Italy’s support strengthens safeguarding of Myanmar heritage

In just a few years, Myanmar has seen the inscription of its first World Heritage site, increased public and political awareness about heritage protection, as well as citizens learning the skills necessary to make cultural safeguarding a long-term reality in their country. These remarkable accomplishments in such a short period of time were made possible in large part by members of the international community who recognize the enormity of the tasks ahead in sustainably safeguarding Myanmar’s heritage and are committed to working with UNESCO and national authorities to address them.

Italy has been a dedicated partner in these efforts since 2012 when the country began funding the “Capacity Building to Safeguard Cultural Heritage in Myanmar”. This support has allowed UNESCO to bring in international experts from specialist agencies, such as ICCROM and the Lerici Foundation, to assist Myanmar in protecting important its important heritage sites, particularly the ancient Pyu settlements and the Bagan archaeological landscape.

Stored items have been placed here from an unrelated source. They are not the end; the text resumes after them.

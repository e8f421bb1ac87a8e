//! Scripting support: script identity, the process-wide registry, the per-thread interpreter,
//! and the structured result tree exchanged with the dispatcher.

pub mod digest;
pub mod engine;
pub mod interpreter;
pub mod registry;
pub mod value;

pub use digest::{is_sha_digest, script_digest};
pub use engine::{BasicEngine, CommandDispatcher, ScriptEngine, ScriptEnv};
pub use interpreter::{AddResult, Interpreter, RunResult};
pub use registry::ScriptRegistry;
pub use value::{ScriptValue, TreeBuilder};
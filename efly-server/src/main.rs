//! Binary entrypoint for `efly-server`.

mod command;
mod conn_context;
mod eval;
mod generic_family;
mod memcache;
mod network;
mod registry;
mod server_family;
mod server_state;
mod service;
mod string_family;

use std::sync::Arc;

use clap::Parser;
use efly_common::config::RuntimeConfig;
use efly_common::ids::ShardCount;
use tracing::warn;
use tracing_subscriber::EnvFilter;

use crate::service::Service;

/// emberfly: an in-memory, Redis-wire-compatible key-value store.
#[derive(Parser, Debug)]
#[command(name = "efly-server", version, about)]
struct Cli {
    /// Redis listener port.
    #[arg(long, default_value_t = 6380)]
    port: u16,

    /// Memcached listener port; 0 disables the listener.
    #[arg(long = "memcache_port", default_value_t = 0)]
    memcache_port: u16,

    /// When non-empty, connections must AUTH before any other command.
    #[arg(long)]
    requirepass: Option<String>,

    /// Worker thread count; one thread is reserved for non-shard work when more than one exists.
    #[arg(long, default_value_t = 5)]
    threads: u16,

    /// Reject write commands, as on a read-only replica.
    #[arg(long = "replica_read_only", default_value_t = false)]
    replica_read_only: bool,
}

fn main() {
    tracing_subscriber::fmt()
        .with_env_filter(
            EnvFilter::try_from_default_env().unwrap_or_else(|_| EnvFilter::new("info")),
        )
        .init();

    let cli = Cli::parse();
    let Some(shard_count) = ShardCount::from_thread_count(cli.threads) else {
        eprintln!("failed to start efly-server: --threads must be positive");
        std::process::exit(1);
    };
    let config = RuntimeConfig {
        shard_count,
        redis_port: cli.port,
        memcached_port: (cli.memcache_port != 0).then_some(cli.memcache_port),
        requirepass: cli.requirepass,
        replica_read_only: cli.replica_read_only,
    };

    let service = Arc::new(Service::new(config));
    if let Err(error) = service.init() {
        eprintln!("failed to start efly-server: {error}");
        std::process::exit(1);
    }

    let runtime = match tokio::runtime::Builder::new_multi_thread().enable_all().build() {
        Ok(runtime) => runtime,
        Err(error) => {
            eprintln!("failed to start efly-server: {error}");
            std::process::exit(1);
        }
    };

    let served = runtime.block_on(network::serve(Arc::clone(&service)));
    if let Err(error) = service.shutdown() {
        warn!(%error, "service teardown reported an error");
    }
    if let Err(error) = served {
        eprintln!("efly-server terminated: {error}");
        std::process::exit(1);
    }
}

These international experts worked with professionals in the Ministry of Culture and related agencies to develop skills in mural painting and monument conservation; archaeological assessment; site management; usage of Geographic Information Systems (GIS); and community-awareness raising.

Those efforts paid off last year when Pyu Ancient Cities became the first site in Myanmar to be inscribed to the UNESCO World Heritage List.

That milestone provided a foundation upon which Myanmar authorities can now build and a model that can be applied at other potential sites of outstanding universal value. Most recently, the government of Myanmar has made it a priority to nominate the Bagan Archaeological Area as its second cultural World Heritage site.

Preparing a nomination dossier for Bagan, as well as boosting skills in site management and conservation at Pyu Ancient Cities are the main areas of focus of the second phase of the project, which is currently underway.

Italian funding for the second phase of the project has enabled conservation laboratories to be set up in Sri Ksetra (one of the Pyu cities that inscribed on the World Heritage list); increased the effectiveness of international experts in their advisory roles; and expanded capacity-building activities to respond to critical contemporary needs, such as disaster risk preparedness, hydrology mapping and emergency conservation.

The project’s successes thus far have also helped bring about an overall atmosphere of improved political and institutional support for cultural heritage in Myanmar, which is critical to its progress towards international standards in cultural heritage conservation.

Many donor countries have answered UNESCO’s call to cooperate in efforts to promote the safeguarding of Myanmar’s cultural heritage. The Royal Norwegian Government, for example, has been funding projects to enhance the conservation of Myanmar’s natural heritage properties as well as the safeguarding of its Intangible Cultural Heritage through UNESCO capacity-building strategies. Switzerland and Japan, through their Funds-in-Trust with UNESCO, have also been contributing funding and expertise to help Myanmar achieve the World Heritage List nomination as well as devising heritage management schemes.